---------- DATA
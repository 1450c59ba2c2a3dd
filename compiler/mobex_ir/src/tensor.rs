//! Dense tensors with shared storage.
//!
//! A tensor is a dtype, a shape and a little-endian byte buffer. Storage is
//! reference counted so that cloning a tensor (into a constant table, into
//! the state snapshot) keeps pointing at the same bytes; the pickler uses
//! storage identity to write each buffer once.

use std::fmt;
use std::rc::Rc;

/// Above this many elements the printed form is summarised.
const PRINT_THRESHOLD: usize = 1000;

/// Elements kept at each end of a summarised dimension.
const EDGE_ITEMS: usize = 3;

/// Element type of a tensor.
#[derive(Copy, Clone, Debug, PartialEq, Eq, Hash)]
pub enum DType {
    Bool,
    UInt8,
    Int32,
    Int64,
    Float32,
    Float64,
}

impl DType {
    /// Size of one element in bytes.
    pub const fn element_size(self) -> usize {
        match self {
            DType::Bool | DType::UInt8 => 1,
            DType::Int32 | DType::Float32 => 4,
            DType::Int64 | DType::Float64 => 8,
        }
    }

    pub const fn name(self) -> &'static str {
        match self {
            DType::Bool => "bool",
            DType::UInt8 => "uint8",
            DType::Int32 => "int32",
            DType::Int64 => "int64",
            DType::Float32 => "float32",
            DType::Float64 => "float64",
        }
    }

    /// Inverse of [`name`](DType::name).
    pub fn from_name(name: &str) -> Option<Self> {
        Some(match name {
            "bool" => DType::Bool,
            "uint8" => DType::UInt8,
            "int32" => DType::Int32,
            "int64" => DType::Int64,
            "float32" => DType::Float32,
            "float64" => DType::Float64,
            _ => return None,
        })
    }
}

/// Rust scalar types that can seed a tensor.
pub trait Element: Copy {
    const DTYPE: DType;

    fn extend_le(self, out: &mut Vec<u8>);
}

macro_rules! impl_element {
    ($ty:ty, $dtype:expr) => {
        impl Element for $ty {
            const DTYPE: DType = $dtype;

            fn extend_le(self, out: &mut Vec<u8>) {
                out.extend_from_slice(&self.to_le_bytes());
            }
        }
    };
}

impl_element!(u8, DType::UInt8);
impl_element!(i32, DType::Int32);
impl_element!(i64, DType::Int64);
impl_element!(f32, DType::Float32);
impl_element!(f64, DType::Float64);

impl Element for bool {
    const DTYPE: DType = DType::Bool;

    fn extend_le(self, out: &mut Vec<u8>) {
        out.push(u8::from(self));
    }
}

/// A dense tensor value.
#[derive(Clone, Debug)]
pub struct Tensor {
    dtype: DType,
    shape: Vec<i64>,
    storage: Rc<[u8]>,
}

impl Tensor {
    /// Build a tensor from typed elements in row-major order.
    pub fn new<T: Element>(shape: &[i64], data: &[T]) -> Self {
        let mut bytes = Vec::with_capacity(data.len() * T::DTYPE.element_size());
        for &elem in data {
            elem.extend_le(&mut bytes);
        }
        let tensor = Self {
            dtype: T::DTYPE,
            shape: shape.to_vec(),
            storage: bytes.into(),
        };
        debug_assert_eq!(tensor.numel(), data.len(), "shape does not match data");
        tensor
    }

    /// A zero-dimensional tensor holding one element.
    pub fn scalar<T: Element>(value: T) -> Self {
        Self::new(&[], &[value])
    }

    /// Build a tensor from raw little-endian bytes.
    pub fn from_raw(dtype: DType, shape: Vec<i64>, bytes: Vec<u8>) -> Self {
        Self {
            dtype,
            shape,
            storage: bytes.into(),
        }
    }

    #[inline]
    pub fn dtype(&self) -> DType {
        self.dtype
    }

    #[inline]
    pub fn shape(&self) -> &[i64] {
        &self.shape
    }

    #[inline]
    pub fn bytes(&self) -> &[u8] {
        &self.storage
    }

    /// Number of elements (1 for a zero-dimensional tensor).
    pub fn numel(&self) -> usize {
        self.shape
            .iter()
            .map(|&d| usize::try_from(d).unwrap_or(0))
            .product()
    }

    /// Address of the shared storage; equal for clones of the same tensor.
    pub fn storage_id(&self) -> usize {
        Rc::as_ptr(&self.storage).cast::<u8>() as usize
    }

    #[inline]
    pub fn shares_storage(&self, other: &Tensor) -> bool {
        Rc::ptr_eq(&self.storage, &other.storage)
    }

    /// Same dtype, shape and bytes.
    pub fn structurally_equal(&self, other: &Tensor) -> bool {
        self.dtype == other.dtype && self.shape == other.shape && self.bytes() == other.bytes()
    }

    fn format_element(&self, index: usize) -> String {
        let size = self.dtype.element_size();
        let Some(bytes) = self.storage.get(index * size..(index + 1) * size) else {
            return "?".to_owned();
        };
        match self.dtype {
            DType::Bool => (if bytes[0] == 0 { "False" } else { "True" }).to_owned(),
            DType::UInt8 => bytes[0].to_string(),
            DType::Int32 => i32::from_le_bytes(le_array(bytes)).to_string(),
            DType::Int64 => i64::from_le_bytes(le_array(bytes)).to_string(),
            DType::Float32 => format!("{:?}", f32::from_le_bytes(le_array(bytes))),
            DType::Float64 => format!("{:?}", f64::from_le_bytes(le_array(bytes))),
        }
    }

    fn format_dim(&self, dim: usize, offset: usize, summarize: bool, out: &mut String) {
        let size = usize::try_from(self.shape[dim]).unwrap_or(0);
        let stride: usize = self.shape[dim + 1..]
            .iter()
            .map(|&d| usize::try_from(d).unwrap_or(0))
            .product();
        let innermost = dim + 1 == self.shape.len();

        let indices: Vec<Option<usize>> = if summarize && size > 2 * EDGE_ITEMS {
            (0..EDGE_ITEMS)
                .map(Some)
                .chain(std::iter::once(None))
                .chain((size - EDGE_ITEMS..size).map(Some))
                .collect()
        } else {
            (0..size).map(Some).collect()
        };

        out.push('[');
        for (k, index) in indices.into_iter().enumerate() {
            if k > 0 {
                out.push_str(", ");
            }
            match index {
                None => out.push_str("..."),
                Some(i) if innermost => out.push_str(&self.format_element(offset + i * stride)),
                Some(i) => self.format_dim(dim + 1, offset + i * stride, summarize, out),
            }
        }
        out.push(']');
    }
}

fn le_array<const N: usize>(bytes: &[u8]) -> [u8; N] {
    let mut buf = [0u8; N];
    buf.copy_from_slice(&bytes[..N]);
    buf
}

/// Canonical printed form, e.g. `tensor([1, 2, 3], dtype=int64)`.
///
/// Tensors with more than 1000 elements print only the first and last three
/// entries of each dimension, so distinct large tensors can print alike.
impl fmt::Display for Tensor {
    fn fmt(&self, f: &mut fmt::Formatter<'_>) -> fmt::Result {
        let mut body = String::new();
        if self.shape.is_empty() {
            body.push_str(&self.format_element(0));
        } else {
            self.format_dim(0, 0, self.numel() > PRINT_THRESHOLD, &mut body);
        }
        write!(f, "tensor({body}, dtype={})", self.dtype.name())
    }
}

#[cfg(test)]
mod tests {
    use super::*;
    use pretty_assertions::assert_eq;

    #[test]
    fn prints_vector() {
        let t = Tensor::new(&[3], &[1i64, 2, 3]);
        assert_eq!(t.to_string(), "tensor([1, 2, 3], dtype=int64)");
    }

    #[test]
    fn prints_matrix_and_scalar() {
        let m = Tensor::new(&[2, 2], &[1.0f32, 2.0, 3.0, 4.5]);
        assert_eq!(
            m.to_string(),
            "tensor([[1.0, 2.0], [3.0, 4.5]], dtype=float32)"
        );
        assert_eq!(Tensor::scalar(true).to_string(), "tensor(True, dtype=bool)");
    }

    #[test]
    fn summarises_large_tensors() {
        let data: Vec<i64> = (0..2000).collect();
        let t = Tensor::new(&[2000], &data);
        assert_eq!(
            t.to_string(),
            "tensor([0, 1, 2, ..., 1997, 1998, 1999], dtype=int64)"
        );
    }

    #[test]
    fn clones_share_storage() {
        let a = Tensor::new(&[2], &[1i32, 2]);
        let b = a.clone();
        let c = Tensor::new(&[2], &[1i32, 2]);
        assert!(a.shares_storage(&b));
        assert_eq!(a.storage_id(), b.storage_id());
        assert!(!a.shares_storage(&c));
        assert!(a.structurally_equal(&c));
    }
}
--------------------
TASK TO COMPLETE
The lines above, from the first through the one containing "DType::Int32 | DType::Float32", must be restated word for word, with nothing added.

SOLUTION
repository 1450c59ba2c2a3dd
filename compiler/mobex_ir/src/tensor.rs
//! Dense tensors with shared storage.
//!
//! A tensor is a dtype, a shape and a little-endian byte buffer. Storage is
//! reference counted so that cloning a tensor (into a constant table, into
//! the state snapshot) keeps pointing at the same bytes; the pickler uses
//! storage identity to write each buffer once.

use std::fmt;
use std::rc::Rc;

/// Above this many elements the printed form is summarised.
const PRINT_THRESHOLD: usize = 1000;

/// Elements kept at each end of a summarised dimension.
const EDGE_ITEMS: usize = 3;

/// Element type of a tensor.
#[derive(Copy, Clone, Debug, PartialEq, Eq, Hash)]
pub enum DType {
    Bool,
    UInt8,
    Int32,
    Int64,
    Float32,
    Float64,
}

impl DType {
    /// Size of one element in bytes.
    pub const fn element_size(self) -> usize {
        match self {
            DType::Bool | DType::UInt8 => 1,
            DType::Int32 | DType::Float32 => 4,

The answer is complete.